//! JSON loading of detections and ground truths.
//!
//! Two record layouts are accepted, and may be mixed within one array:
//!
//! - rows: `[image_id, class_id, score, a, b, c, d]` for predictions and
//!   `[image_id, class_id, a, b, c, d]` (or the 7-wide row, score ignored)
//!   for ground truths;
//! - objects: `{"image_id": 0, "class_id": 1, "score": 0.9, "bbox": [a, b, c, d]}`.
//!
//! The four box numbers are read in the caller's [`BoxFormat`].

use crate::error::{EvalError, Result};
use crate::types::{BoundingBox, BoxFormat, Detection, GroundTruth};
use serde::Deserialize;
use std::fs::File;
use std::io::BufReader;
use std::path::Path;

#[derive(Debug, Deserialize)]
#[serde(untagged)]
enum RawRecord {
    Row(Vec<f64>),
    Object {
        image_id: u64,
        class_id: u32,
        #[serde(default)]
        score: Option<f64>,
        bbox: [f64; 4],
    },
}

/// Load predictions from a JSON string.
///
/// # Example
///
/// ```
/// use detection_map::loader::load_detections_from_str;
/// use detection_map::types::BoxFormat;
///
/// let json = r#"[[0, 1, 0.9, 10, 10, 50, 50],
///                {"image_id": 1, "class_id": 2, "score": 0.4, "bbox": [0, 0, 5, 5]}]"#;
/// let detections = load_detections_from_str(json, BoxFormat::Corners).unwrap();
/// assert_eq!(detections.len(), 2);
/// assert_eq!(detections[1].class_id, 2);
/// ```
pub fn load_detections_from_str(json_str: &str, format: BoxFormat) -> Result<Vec<Detection>> {
    let records: Vec<RawRecord> = serde_json::from_str(json_str)?;
    to_detections(records, format)
}

/// Load predictions from a JSON file.
pub fn load_detections_from_file<P: AsRef<Path>>(path: P, format: BoxFormat) -> Result<Vec<Detection>> {
    let reader = BufReader::new(File::open(path)?);
    let records: Vec<RawRecord> = serde_json::from_reader(reader)?;
    to_detections(records, format)
}

/// Load ground truths from a JSON string.
pub fn load_ground_truths_from_str(json_str: &str, format: BoxFormat) -> Result<Vec<GroundTruth>> {
    let records: Vec<RawRecord> = serde_json::from_str(json_str)?;
    to_ground_truths(records, format)
}

/// Load ground truths from a JSON file.
pub fn load_ground_truths_from_file<P: AsRef<Path>>(
    path: P,
    format: BoxFormat,
) -> Result<Vec<GroundTruth>> {
    let reader = BufReader::new(File::open(path)?);
    let records: Vec<RawRecord> = serde_json::from_reader(reader)?;
    to_ground_truths(records, format)
}

fn to_detections(records: Vec<RawRecord>, format: BoxFormat) -> Result<Vec<Detection>> {
    records
        .into_iter()
        .enumerate()
        .map(|(idx, record)| match record {
            RawRecord::Row(row) => {
                if row.len() != 7 {
                    return Err(EvalError::invalid(format!(
                        "prediction {idx}: expected 7 values, got {}",
                        row.len()
                    )));
                }
                Ok(Detection::new(
                    parse_id(row[0], "image_id", idx)?,
                    parse_class(row[1], idx)?,
                    row[2],
                    BoundingBox::from_format([row[3], row[4], row[5], row[6]], format),
                ))
            }
            RawRecord::Object {
                image_id,
                class_id,
                score,
                bbox,
            } => {
                let score = score.ok_or_else(|| {
                    EvalError::invalid(format!("prediction {idx}: missing score"))
                })?;
                Ok(Detection::new(
                    image_id,
                    class_id,
                    score,
                    BoundingBox::from_format(bbox, format),
                ))
            }
        })
        .collect()
}

fn to_ground_truths(records: Vec<RawRecord>, format: BoxFormat) -> Result<Vec<GroundTruth>> {
    records
        .into_iter()
        .enumerate()
        .map(|(idx, record)| match record {
            RawRecord::Row(row) => {
                let coords = match row.len() {
                    6 => [row[2], row[3], row[4], row[5]],
                    7 => [row[3], row[4], row[5], row[6]],
                    n => {
                        return Err(EvalError::invalid(format!(
                            "ground truth {idx}: expected 6 or 7 values, got {n}"
                        )))
                    }
                };
                Ok(GroundTruth::new(
                    parse_id(row[0], "image_id", idx)?,
                    parse_class(row[1], idx)?,
                    BoundingBox::from_format(coords, format),
                ))
            }
            RawRecord::Object {
                image_id,
                class_id,
                bbox,
                ..
            } => Ok(GroundTruth::new(
                image_id,
                class_id,
                BoundingBox::from_format(bbox, format),
            )),
        })
        .collect()
}

fn parse_id(value: f64, field: &str, idx: usize) -> Result<u64> {
    if value.is_finite() && value >= 0.0 && value.fract() == 0.0 && value <= u64::MAX as f64 {
        Ok(value as u64)
    } else {
        Err(EvalError::invalid(format!(
            "record {idx}: {field} must be a non-negative integer, got {value}"
        )))
    }
}

fn parse_class(value: f64, idx: usize) -> Result<u32> {
    let id = parse_id(value, "class_id", idx)?;
    u32::try_from(id)
        .map_err(|_| EvalError::invalid(format!("record {idx}: class_id {id} out of range")))
}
-----
> REQUIRED ACTION
Copy each line of the material exactly as written.

> TASK ANSWER
//! JSON loading of detections and ground truths.
//!
//! Two record layouts are accepted, and may be mixed within one array:
//!
//! - rows: `[image_id, class_id, score, a, b, c, d]` for predictions and
//!   `[image_id, class_id, a, b, c, d]` (or the 7-wide row, score ignored)
//!   for ground truths;
//! - objects: `{"image_id": 0, "class_id": 1, "score": 0.9, "bbox": [a, b, c, d]}`.
//!
//! The four box numbers are read in the caller's [`BoxFormat`].

use crate::error::{EvalError, Result};
use crate::types::{BoundingBox, BoxFormat, Detection, GroundTruth};
use serde::Deserialize;
use std::fs::File;
use std::io::BufReader;
use std::path::Path;

#[derive(Debug, Deserialize)]
#[serde(untagged)]
enum RawRecord {
    Row(Vec<f64>),
    Object {
        image_id: u64,
        class_id: u32,
        #[serde(default)]
        score: Option<f64>,
        bbox: [f64; 4],
    },
}

/// Load predictions from a JSON string.
///
/// # Example
///
/// ```
/// use detection_map::loader::load_detections_from_str;
/// use detection_map::types::BoxFormat;
///
/// let json = r#"[[0, 1, 0.9, 10, 10, 50, 50],
///                {"image_id": 1, "class_id": 2, "score": 0.4, "bbox": [0, 0, 5, 5]}]"#;
/// let detections = load_detections_from_str(json, BoxFormat::Corners).unwrap();
/// assert_eq!(detections.len(), 2);
/// assert_eq!(detections[1].class_id, 2);
/// ```
pub fn load_detections_from_str(json_str: &str, format: BoxFormat) -> Result<Vec<Detection>> {
    let records: Vec<RawRecord> = serde_json::from_str(json_str)?;
    to_detections(records, format)
}

/// Load predictions from a JSON file.
pub fn load_detections_from_file<P: AsRef<Path>>(path: P, format: BoxFormat) -> Result<Vec<Detection>> {
    let reader = BufReader::new(File::open(path)?);
    let records: Vec<RawRecord> = serde_json::from_reader(reader)?;
    to_detections(records, format)
}

/// Load ground truths from a JSON string.
pub fn load_ground_truths_from_str(json_str: &str, format: BoxFormat) -> Result<Vec<GroundTruth>> {
    let records: Vec<RawRecord> = serde_json::from_str(json_str)?;
    to_ground_truths(records, format)
}

/// Load ground truths from a JSON file.
pub fn load_ground_truths_from_file<P: AsRef<Path>>(
    path: P,
    format: BoxFormat,
) -> Result<Vec<GroundTruth>> {
    let reader = BufReader::new(File::open(path)?);
    let records: Vec<RawRecord> = serde_json::from_reader(reader)?;
    to_ground_truths(records, format)
}

fn to_detections(records: Vec<RawRecord>, format: BoxFormat) -> Result<Vec<Detection>> {
    records
        .into_iter()
        .enumerate()
        .map(|(idx, record)| match record {
            RawRecord::Row(row) => {
                if row.len() != 7 {
                    return Err(EvalError::invalid(format!(
                        "prediction {idx}: expected 7 values, got {}",
                        row.len()
                    )));
                }
                Ok(Detection::new(
                    parse_id(row[0], "image_id", idx)?,
                    parse_class(row[1], idx)?,
                    row[2],
                    BoundingBox::from_format([row[3], row[4], row[5], row[6]], format),
                ))
            }
            RawRecord::Object {
                image_id,
                class_id,
                score,
                bbox,
            } => {
                let score = score.ok_or_else(|| {
                    EvalError::invalid(format!("prediction {idx}: missing score"))
                })?;
                Ok(Detection::new(
                    image_id,
                    class_id,
                    score,
                    BoundingBox::from_format(bbox, format),
                ))
            }
        })
        .collect()
}

fn to_ground_truths(records: Vec<RawRecord>, format: BoxFormat) -> Result<Vec<GroundTruth>> {
    records
        .into_iter()
        .enumerate()
        .map(|(idx, record)| match record {
            RawRecord::Row(row) => {
                let coords = match row.len() {
                    6 => [row[2], row[3], row[4], row[5]],
                    7 => [row[3], row[4], row[5], row[6]],
                    n => {
                        return Err(EvalError::invalid(format!(
                            "ground truth {idx}: expected 6 or 7 values, got {n}"
                        )))
                    }
                };
                Ok(GroundTruth::new(
                    parse_id(row[0], "image_id", idx)?,
                    parse_class(row[1], idx)?,
                    BoundingBox::from_format(coords, format),
                ))
            }
            RawRecord::Object {
                image_id,
                class_id,
                bbox,
                ..
            } => Ok(GroundTruth::new(
                image_id,
                class_id,
                BoundingBox::from_format(bbox, format),
            )),
        })
        .collect()
}

fn parse_id(value: f64, field: &str, idx: usize) -> Result<u64> {
    if value.is_finite() && value >= 0.0 && value.fract() == 0.0 && value <= u64::MAX as f64 {
        Ok(value as u64)
    } else {
        Err(EvalError::invalid(format!(
            "record {idx}: {field} must be a non-negative integer, got {value}"
        )))
    }
}

fn parse_class(value: f64, idx: usize) -> Result<u32> {
    let id = parse_id(value, "class_id", idx)?;
    u32::try_from(id)
        .map_err(|_| EvalError::invalid(format!("record {idx}: class_id {id} out of range")))
}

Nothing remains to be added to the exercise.